O livro tibetano da vida e da morte

"Meditar é trazer a mente de volta a casa e isso é conseguido através da prática da tomada de consciência.

Uma vez, uma mulher idosa foi ter com Buda e perguntou-lhe como meditar. Buda disse-lhe que tomasse consciência de todos os movimentos das suas mãos quando tirava água do poço, porque sabia que se ela assim o fizesse, em breve se encontraria naquele estado de atenta e espaçosa calma, que é a meditação.

A prática da tomada de consciência, trazendo de volta a mente dispersa e, portanto, focando também os diferentes aspectos do nosso ser, é denominada "permanência calma" e leva a cabo três coisas: em primeiro lugar, todos os aspectos fragmentados de nós mesmos que estiveram em guerra uns com os outros arrumam-se, dissolvem-se e tornam-se amigos, e é essa arrumação que nós começamos a compreender um pouco melhor e por vezes, até temos relances da radiância da nossa natureza fundamental.
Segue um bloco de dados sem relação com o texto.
// ABOUTME: Builds ready-to-use backend instances from registry descriptors.
// ABOUTME: Merges and validates configuration, verifies capabilities and health before handing out.

use crate::descriptor::{validate_config, AgentDescriptor};
use crate::error::{RuntimeError, RuntimeResult};
use crate::metrics;
use crate::registry::AgentRegistry;
use agentry_agent::{AgentBackend, AgentCapabilities, AgentConfig, HealthStatus};
use chrono::{DateTime, Utc};
use std::collections::VecDeque;
use std::fmt;
use std::sync::Arc;
use std::time::{Duration, Instant};
use uuid::Uuid;

/// Health samples kept per instance
pub const HEALTH_HISTORY: usize = 8;

/// Consecutive unhealthy probes after which an instance is evicted
pub const EVICTION_THRESHOLD: u32 = 2;

pub const DEFAULT_PROBE_TIMEOUT: Duration = Duration::from_secs(5);

/// Recent health of one instance
#[derive(Debug, Clone, Default)]
pub struct HealthRecord {
    samples: VecDeque<HealthStatus>,
    consecutive_failures: u32,
}

impl HealthRecord {
    pub fn record(&mut self, status: HealthStatus) {
        if status.is_unhealthy() {
            self.consecutive_failures += 1;
        } else {
            self.consecutive_failures = 0;
        }
        if self.samples.len() == HEALTH_HISTORY {
            self.samples.pop_front();
        }
        self.samples.push_back(status);
    }

    pub fn latest(&self) -> Option<&HealthStatus> {
        self.samples.back()
    }

    pub fn samples(&self) -> impl Iterator<Item = &HealthStatus> {
        self.samples.iter()
    }

    pub fn consecutive_failures(&self) -> u32 {
        self.consecutive_failures
    }

    /// Latest probe was unhealthy
    pub fn is_failing(&self) -> bool {
        self.latest().map(|s| s.is_unhealthy()).unwrap_or(false)
    }

    pub fn is_quarantined(&self) -> bool {
        self.consecutive_failures >= EVICTION_THRESHOLD
    }
}

/// A constructed backend plus the runtime's bookkeeping about it
pub struct AgentInstance {
    instance_id: Uuid,
    descriptor: Arc<AgentDescriptor>,
    backend: Box<dyn AgentBackend>,
    capabilities: AgentCapabilities,
    health: HealthRecord,
    created_at: DateTime<Utc>,
    executions: u64,
    destroyed: bool,
}

impl AgentInstance {
    pub fn instance_id(&self) -> Uuid {
        self.instance_id
    }

    pub fn backend_id(&self) -> &str {
        &self.descriptor.id
    }

    pub fn descriptor(&self) -> &Arc<AgentDescriptor> {
        &self.descriptor
    }

    pub fn capabilities(&self) -> &AgentCapabilities {
        &self.capabilities
    }

    pub fn health(&self) -> &HealthRecord {
        &self.health
    }

    pub fn record_health(&mut self, status: HealthStatus) {
        self.health.record(status);
    }

    pub fn created_at(&self) -> DateTime<Utc> {
        self.created_at
    }

    pub fn executions(&self) -> u64 {
        self.executions
    }

    pub fn is_destroyed(&self) -> bool {
        self.destroyed
    }

    /// Fit to hand to a caller: alive and not failing its latest probe
    pub fn is_eligible(&self) -> bool {
        !self.destroyed && !self.health.is_failing() && !self.health.is_quarantined()
    }

    /// Backend for direct use; counts as one execution
    pub fn backend_mut(&mut self) -> &mut dyn AgentBackend {
        self.executions += 1;
        self.backend.as_mut()
    }

    pub fn backend(&self) -> &dyn AgentBackend {
        self.backend.as_ref()
    }
}

impl fmt::Debug for AgentInstance {
    fn fmt(&self, f: &mut fmt::Formatter<'_>) -> fmt::Result {
        f.debug_struct("AgentInstance")
            .field("instance_id", &self.instance_id)
            .field("backend_id", &self.descriptor.id)
            .field("kind", &self.backend.kind())
            .field("executions", &self.executions)
            .field("consecutive_failures", &self.health.consecutive_failures)
            .field("destroyed", &self.destroyed)
            .finish()
    }
}

/// Creates and tears down backend instances
pub struct AgentFactory {
    registry: Arc<AgentRegistry>,
    probe_timeout: Duration,
}

impl AgentFactory {
    pub fn new(registry: Arc<AgentRegistry>) -> Self {
        Self {
            registry,
            probe_timeout: DEFAULT_PROBE_TIMEOUT,
        }
    }

    pub fn with_probe_timeout(mut self, timeout: Duration) -> Self {
        self.probe_timeout = timeout;
        self
    }

    pub fn registry(&self) -> &Arc<AgentRegistry> {
        &self.registry
    }

    pub fn probe_timeout(&self) -> Duration {
        self.probe_timeout
    }

    /// Produce a healthy instance of backend `id`, or fail without leaving
    /// anything half-built behind
    pub async fn create(&self, id: &str, config: &AgentConfig) -> RuntimeResult<AgentInstance> {
        let descriptor = self.registry.get(id)?;
        self.create_from(descriptor, config).await
    }

    /// Like [`AgentFactory::create`], for a descriptor the caller has
    /// already resolved. Pools use this so every instance they hold comes
    /// from the registration the pool was built for.
    pub async fn create_from(
        &self,
        descriptor: Arc<AgentDescriptor>,
        config: &AgentConfig,
    ) -> RuntimeResult<AgentInstance> {
        let backend_id = descriptor.id.clone();
        let id = backend_id.as_str();
        let started = Instant::now();

        let mut merged = descriptor.defaults.clone();
        for (key, value) in config {
            merged.insert(key.clone(), value.clone());
        }

        let issues = validate_config(&descriptor.config_fields, &merged);
        if !issues.is_empty() {
            tracing::warn!(backend = %id, issues = issues.len(), "Rejected backend configuration");
            metrics::construction(id, "invalid_configuration");
            return Err(RuntimeError::InvalidConfiguration {
                backend: id.to_string(),
                issues,
            });
        }

        let mut backend = (descriptor.constructor)(&merged).map_err(|e| {
            metrics::construction(id, "constructor_failed");
            RuntimeError::construction(id, format!("{:#}", e))
        })?;

        if let Err(e) = backend.initialize().await {
            metrics::construction(id, "initialize_failed");
            shutdown_quietly(id, backend.as_mut()).await;
            return Err(RuntimeError::construction(
                id,
                format!("initialization failed: {:#}", e),
            ));
        }

        let capabilities = backend.capabilities();
        let missing = capabilities.missing(&descriptor.capabilities.capability_set());
        if !missing.is_empty() {
            metrics::construction(id, "capability_mismatch");
            shutdown_quietly(id, backend.as_mut()).await;
            let names: Vec<_> = missing.iter().map(|c| c.as_str()).collect();
            return Err(RuntimeError::construction(
                id,
                format!("instance lacks declared capabilities: {}", names.join(", ")),
            ));
        }

        let mut instance = AgentInstance {
            instance_id: Uuid::new_v4(),
            descriptor,
            backend,
            capabilities,
            health: HealthRecord::default(),
            created_at: Utc::now(),
            executions: 0,
            destroyed: false,
        };

        let status = self.probe(&mut instance).await;
        if status.is_unhealthy() {
            metrics::construction(id, "unhealthy");
            self.destroy(&mut instance).await;
            return Err(RuntimeError::construction(
                id,
                format!("initial health check failed: {}", status.describe()),
            ));
        }

        metrics::construction(id, "ok");
        tracing::info!(
            backend = %id,
            instance = %instance.instance_id,
            health = %status.state,
            elapsed_ms = started.elapsed().as_millis() as u64,
            "Constructed backend instance"
        );
        Ok(instance)
    }

    /// Release the instance's resources. Safe to call more than once.
    pub async fn destroy(&self, instance: &mut AgentInstance) {
        if instance.destroyed {
            return;
        }
        instance.destroyed = true;
        shutdown_quietly(&instance.descriptor.id, instance.backend.as_mut()).await;
        metrics::destroyed(instance.backend_id());
        tracing::debug!(
            backend = %instance.backend_id(),
            instance = %instance.instance_id,
            executions = instance.executions,
            "Destroyed backend instance"
        );
    }

    /// Run one bounded health check and record the result
    pub async fn probe(&self, instance: &mut AgentInstance) -> HealthStatus {
        let started = Instant::now();
        let status = match tokio::time::timeout(self.probe_timeout, instance.backend.health_check()).await {
            Ok(status) => {
                let latency = if status.latency.is_zero() {
                    started.elapsed()
                } else {
                    status.latency
                };
                status.with_latency(latency)
            }
            Err(_) => HealthStatus::unhealthy(format!(
                "health check timed out after {:?}",
                self.probe_timeout
            ))
            .with_latency(started.elapsed()),
        };

        if status.is_unhealthy() {
            tracing::warn!(
                backend = %instance.backend_id(),
                instance = %instance.instance_id,
                message = %status.describe(),
                "Health probe failed"
            );
        }
        metrics::health_probe(instance.backend_id(), status.state);
        instance.health.record(status.clone());
        status
    }
}

async fn shutdown_quietly(id: &str, backend: &mut dyn AgentBackend) {
    if let Err(e) = backend.shutdown().await {
        tracing::warn!(backend = %id, error = %e, "Backend shutdown failed");
    }
}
Em segundo lugar, a prática desarma a nossa negatividade, a agressão e as emoções turbulentas, que podem ter acumulado grande poder ao longo de muitos anos de vida. Aqui, em vez de suprimir ou saciar as emoções é importante encará-las - e aos pensamentos e tudo o mais que possa surgir - como a aceitação e generosidade tão abertas e amplas quanto possível. Os mestres tibetanos dizem que esta sábia atitude tem o sabor dos espaços infindáveis, tão calorosos e confortáveis que nos sentimos rodeados e protegidos por eles, como se estivéssemos envoltos por um cobertor de luz do sol.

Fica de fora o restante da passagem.